Nature inside a building The Fortd Foundation lobby is nature placed inside a building. Its outside placed on the inside. The lobby is essentially a large open space whit a garden at the bottom. The garden is built on deferent levels creating the illusion that it is placed on a slope. The atmosphere of the space is highly affected by the garden. The presence of nature is amplified by the surrounding city and structure. In a greenhouse the smells and humidity creates a unique atmosphere – the same atmosphere is to some extend present in the Ford Foundation lobby. The offices that surrounds the lobby have direct line of sight to the garden. That creates a situation where the inside of the lobby is perceived as something outside. As humans have retired into architecture and away from nature something has been lost. The Lobby at the Ford Foundation is a great example where architecture and nature melts together. The lobby almost fells like an ancient ruin. With the computer as the new tool for architects to use, a rise of organic inspired architecture has emerged. Its forms and shapes resembles – not free shapes design by humans – but floating forms determent by an underlying or secret law of nature. That is false. Where these buildings and structures are trying representing nature, they do not affect us in the same way. They are not affecting there surroundings the same way true nature dose. The green part of nature – plants, flowers, trees etc. has a powerful impact on our senses. That’s a curcial point to understand when making architecture. But sadly it is a fact that is to often neglect. The Ford Foundation building is an great example where architecture plays a secondary role and nature main part.

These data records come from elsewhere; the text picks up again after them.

//! Puzzle session: one solver working through one puzzle.
//!
//! States are `Playing -> Solved | Failed`. The setup move is applied on
//! open, and every correct solver move is immediately followed by the
//! scripted opponent reply, so the solver never moves twice in a row.
//! `reveal_solution` and `restart` are the only ways out of a terminal state.

use std::sync::Arc;

use chess_core::coord::{parse_promotion, parse_square};
use chess_core::shakmaty::Role;
use chess_core::{CoordMove, RulesAdapter, Side, StandardRules};
use serde::{Deserialize, Serialize};
use tracing::{debug, error};

use crate::error::{PuzzleError, SessionError};
use crate::puzzle::Puzzle;

#[derive(Debug, Clone, Copy, PartialEq, Eq, Hash, Serialize, Deserialize)]
#[serde(rename_all = "camelCase")]
pub enum SessionState {
    Playing,
    Solved,
    Failed,
}

impl SessionState {
    pub fn is_terminal(self) -> bool {
        self != SessionState::Playing
    }
}

#[derive(Debug, Clone, Copy, PartialEq, Eq, Serialize, Deserialize)]
#[serde(rename_all = "camelCase")]
pub enum Verdict {
    /// Matched the solution line
    Correct,
    /// A different move; the session is now failed
    Incorrect,
    /// Not evaluated: bad input or the session is not in play
    Rejected,
}

/// Result of one `submit_move` call.
#[derive(Debug, Clone, PartialEq, Eq, Serialize, Deserialize)]
#[serde(rename_all = "camelCase")]
pub struct MoveOutcome {
    pub verdict: Verdict,
    pub state: SessionState,
    /// Opponent move auto-played after a correct move
    pub opponent_reply: Option<String>,
    /// Expected move, played for display after a wrong move
    pub correction: Option<String>,
}

impl MoveOutcome {
    pub fn accepted(&self) -> bool {
        self.verdict == Verdict::Correct
    }
}

#[derive(Debug, Clone, Copy, PartialEq, Eq)]
pub struct SessionOptions {
    /// After a wrong move, play the expected move on the board.
    pub show_correction: bool,
}

impl Default for SessionOptions {
    fn default() -> Self {
        Self { show_correction: true }
    }
}

/// Terminal outcome handed to mode controllers and the rating updater.
#[derive(Debug, Clone, PartialEq, Eq, Serialize, Deserialize)]
#[serde(rename_all = "camelCase")]
pub struct Attempt {
    pub puzzle_id: String,
    pub puzzle_rating: i32,
    /// Solved without a wrong move and without revealing the line
    pub solved: bool,
}

#[derive(Debug, Clone, Copy, PartialEq, Eq, Serialize, Deserialize)]
#[serde(rename_all = "camelCase")]
pub struct Progress {
    pub solver_moves_played: usize,
    pub solver_moves_total: usize,
}

#[derive(Debug, Clone)]
pub struct PuzzleSession<R: RulesAdapter = StandardRules> {
    puzzle: Arc<Puzzle>,
    rules: R,
    options: SessionOptions,
    /// Position right after the setup move
    opening: R::Position,
    position: R::Position,
    cursor: usize,
    state: SessionState,
    last_move: Option<String>,
    failed: bool,
    revealed: bool,
}

impl<R: RulesAdapter> PuzzleSession<R> {
    pub fn open(puzzle: Arc<Puzzle>, rules: R) -> Result<Self, SessionError> {
        Self::open_with(puzzle, rules, SessionOptions::default())
    }

    /// Apply the setup move and hand the board to the solver.
    pub fn open_with(puzzle: Arc<Puzzle>, rules: R, options: SessionOptions) -> Result<Self, SessionError> {
        if puzzle.solution_moves.len() < 2 {
            return Err(PuzzleError::EmptyLine { id: puzzle.id.clone() }.into());
        }

        let start = rules
            .parse_position(&puzzle.starting_position)
            .map_err(|source| PuzzleError::BadPosition {
                id: puzzle.id.clone(),
                source,
            })?;

        let bad_setup = |source| PuzzleError::BadMove {
            id: puzzle.id.clone(),
            index: 0,
            source,
        };
        let setup: CoordMove = puzzle.solution_moves[0].parse().map_err(bad_setup)?;
        let opening = rules.apply_move(&start, &setup).map_err(bad_setup)?;

        debug!(puzzle_id = %puzzle.id, rating = puzzle.rating, "Puzzle session opened");

        Ok(Self {
            position: opening.clone(),
            opening,
            cursor: 1,
            state: SessionState::Playing,
            last_move: Some(setup.to_string()),
            failed: false,
            revealed: false,
            puzzle,
            rules,
            options,
        })
    }

    /// Check a solver move against the solution line.
    ///
    /// Squares are algebraic names ("e2"). For a pawn reaching its last rank
    /// the promotion piece is `promotion`, else the one the solution uses,
    /// else a queen.
    pub fn submit_move(
        &mut self,
        from: &str,
        to: &str,
        promotion: Option<char>,
    ) -> Result<MoveOutcome, SessionError> {
        if self.state != SessionState::Playing {
            debug!(puzzle_id = %self.puzzle.id, state = ?self.state, "Move rejected: session is over");
            return Ok(self.rejected());
        }

        let (from_sq, to_sq) = match (parse_square(from), parse_square(to)) {
            (Some(f), Some(t)) if f != t => (f, t),
            _ => {
                debug!(puzzle_id = %self.puzzle.id, from, to, "Move rejected: invalid squares");
                return Ok(self.rejected());
            }
        };

        let index = self.cursor;
        let expected = self.puzzle.solution_moves[index].trim().to_ascii_lowercase();
        let attempt = CoordMove::new(from_sq, to_sq, None);
        let bare = attempt.squares();

        let matched = if self.rules.is_promotion_move(&self.position, from_sq, to_sq) {
            let role = promotion
                .and_then(parse_promotion)
                .or_else(|| expected_promotion(&expected, &bare))
                .unwrap_or(Role::Queen);
            let qualified = attempt.with_promotion(role).to_string();
            expected == bare || expected == qualified
        } else {
            expected == bare
        };

        if matched {
            self.advance_correct(index)
        } else {
            self.fail(index, &bare)
        }
    }

    fn advance_correct(&mut self, index: usize) -> Result<MoveOutcome, SessionError> {
        let len = self.puzzle.solution_moves.len();

        let mut position = self.apply_scripted(&self.position, index)?;
        let mut cursor = index + 1;
        let mut reply = None;

        if cursor < len {
            position = self.apply_scripted(&position, cursor)?;
            reply = Some(self.puzzle.solution_moves[cursor].clone());
            cursor += 1;
        }

        self.position = position;
        self.cursor = cursor;
        self.last_move = Some(
            reply
                .clone()
                .unwrap_or_else(|| self.puzzle.solution_moves[index].clone()),
        );
        if cursor == len {
            self.state = SessionState::Solved;
        }

        debug!(puzzle_id = %self.puzzle.id, cursor, state = ?self.state, "Correct move");

        Ok(MoveOutcome {
            verdict: Verdict::Correct,
            state: self.state,
            opponent_reply: reply,
            correction: None,
        })
    }

    fn fail(&mut self, index: usize, attempted: &str) -> Result<MoveOutcome, SessionError> {
        let mut correction = None;
        if self.options.show_correction {
            let position = self.apply_scripted(&self.position, index)?;
            let expected = self.puzzle.solution_moves[index].clone();
            self.position = position;
            self.cursor = index + 1;
            self.last_move = Some(expected.clone());
            correction = Some(expected);
        }

        self.state = SessionState::Failed;
        self.failed = true;

        debug!(puzzle_id = %self.puzzle.id, attempted, "Wrong move");

        Ok(MoveOutcome {
            verdict: Verdict::Incorrect,
            state: self.state,
            opponent_reply: None,
            correction,
        })
    }

    /// Play out the rest of the line and mark the session solved.
    /// Returns the moves that were played.
    pub fn reveal_solution(&mut self) -> Result<Vec<String>, SessionError> {
        if self.state == SessionState::Solved {
            return Ok(Vec::new());
        }

        let len = self.puzzle.solution_moves.len();
        let mut position = self.position.clone();
        let mut played = Vec::with_capacity(len - self.cursor);
        for index in self.cursor..len {
            position = self.apply_scripted(&position, index)?;
            played.push(self.puzzle.solution_moves[index].clone());
        }

        self.position = position;
        self.cursor = len;
        self.state = SessionState::Solved;
        self.revealed = true;
        if let Some(last) = played.last() {
            self.last_move = Some(last.clone());
        }

        debug!(puzzle_id = %self.puzzle.id, moves = played.len(), "Solution revealed");
        Ok(played)
    }

    /// Back to the position right after the setup move.
    pub fn restart(&mut self) {
        self.position = self.opening.clone();
        self.cursor = 1;
        self.state = SessionState::Playing;
        self.last_move = self.puzzle.solution_moves.first().cloned();
        self.failed = false;
        self.revealed = false;
    }

    fn apply_scripted(&self, position: &R::Position, index: usize) -> Result<R::Position, SessionError> {
        let text = &self.puzzle.solution_moves[index];
        let result = text
            .parse::<CoordMove>()
            .and_then(|mv| self.rules.apply_move(position, &mv));

        result.map_err(|source| {
            error!(puzzle_id = %self.puzzle.id, index, mv = %text, "Solution move rejected: {source}");
            SessionError::InternalConsistency {
                id: self.puzzle.id.clone(),
                index,
                source,
            }
        })
    }

    fn rejected(&self) -> MoveOutcome {
        MoveOutcome {
            verdict: Verdict::Rejected,
            state: self.state,
            opponent_reply: None,
            correction: None,
        }
    }

    pub fn puzzle(&self) -> &Arc<Puzzle> {
        &self.puzzle
    }

    pub fn state(&self) -> SessionState {
        self.state
    }

    /// Index of the next solution move.
    pub fn cursor(&self) -> usize {
        self.cursor
    }

    pub fn position(&self) -> &R::Position {
        &self.position
    }

    pub fn fen(&self) -> String {
        self.rules.to_fen(&self.position)
    }

    /// Board orientation: the side to move after the setup move.
    pub fn solver_side(&self) -> Side {
        self.rules.turn_of(&self.opening)
    }

    pub fn side_to_move(&self) -> Side {
        self.rules.turn_of(&self.position)
    }

    /// The move the solver should play next, if still in play.
    pub fn expected_move(&self) -> Option<&str> {
        match self.state {
            SessionState::Playing => self.puzzle.solution_moves.get(self.cursor).map(String::as_str),
            _ => None,
        }
    }

    pub fn last_move(&self) -> Option<&str> {
        self.last_move.as_deref()
    }

    pub fn progress(&self) -> Progress {
        let total = self.puzzle.solver_move_count();
        Progress {
            solver_moves_played: (self.cursor / 2).min(total),
            solver_moves_total: total,
        }
    }

    /// Terminal outcome, or None while still in play.
    pub fn attempt(&self) -> Option<Attempt> {
        if !self.state.is_terminal() {
            return None;
        }
        Some(Attempt {
            puzzle_id: self.puzzle.id.clone(),
            puzzle_rating: self.puzzle.rating,
            solved: self.state == SessionState::Solved && !self.failed && !self.revealed,
        })
    }
}

/// Promotion piece of the expected move when it shares the attempted squares.
fn expected_promotion(expected: &str, bare: &str) -> Option<Role> {
    if expected.len() == 5 && expected.starts_with(bare) {
        expected.chars().nth(4).and_then(parse_promotion)
    } else {
        None
    }
}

Human made nature To enter the Marriott hotel lobby is like stepping out of reality and into a backdrop. The space, witch is huge, can best be described as a film set, persuading the visitor that they are on an old space ship in a galaxy far far away. You quickly realize that in fact you are not – the plastic plants, cheap carpets and seducing jazz music breaks the illusion. The lobby is the hotel. The Lobbys relation to the rest of the hotel is quiet unique. Traditional, intricacies corridors and staircases divide the hotel lobby and guest rooms. The journey through a hotels, tends to disorientates the guest and leaving them wanderlust and unsure if way there rooms face. This hotel has not inherited that feature and is instead completely transparent. Organized in a simple (x,y) grid, like a coordinate, the rooms are placed rationally – witch makes it very easy to understand the hotel layout. An elevator core centered in the middle of the lobby manages the connection between the different floors. Although the interface is not a part of the original design, it further helps build the illusion that this isn’t a the typical hotel. On a console you enter the number, of the floor you want to visit. In a second a personal elevator will appear and descent you to the desired floor. The sire size of the lobby is straggly perverse. The space extends 48 floors vertically. The space is so big, that it is difficult to measure the scale of the space. The human body dissolve and becomes meaningless. The space – though the architecture – feels perspective less. It is impossible to measure the dimensions of the lobby. The continues floors lines distort the space, transforming it. It wants to be perceived as a product of nature. As a deep canyon. Architecture is human made nature The scale of the lobby is it strength. What makes large spaces breathtaking? The answer is probably as complex as the question is simple. But something happens to a space when it reach a certain scale and size - it transform to another kind of architecture. An architecture that reach beyond human time and scale. An architecture that isn’t subjected to the same limitations as human made architecture. Its brutal and uncompromising, unwilling to be governed.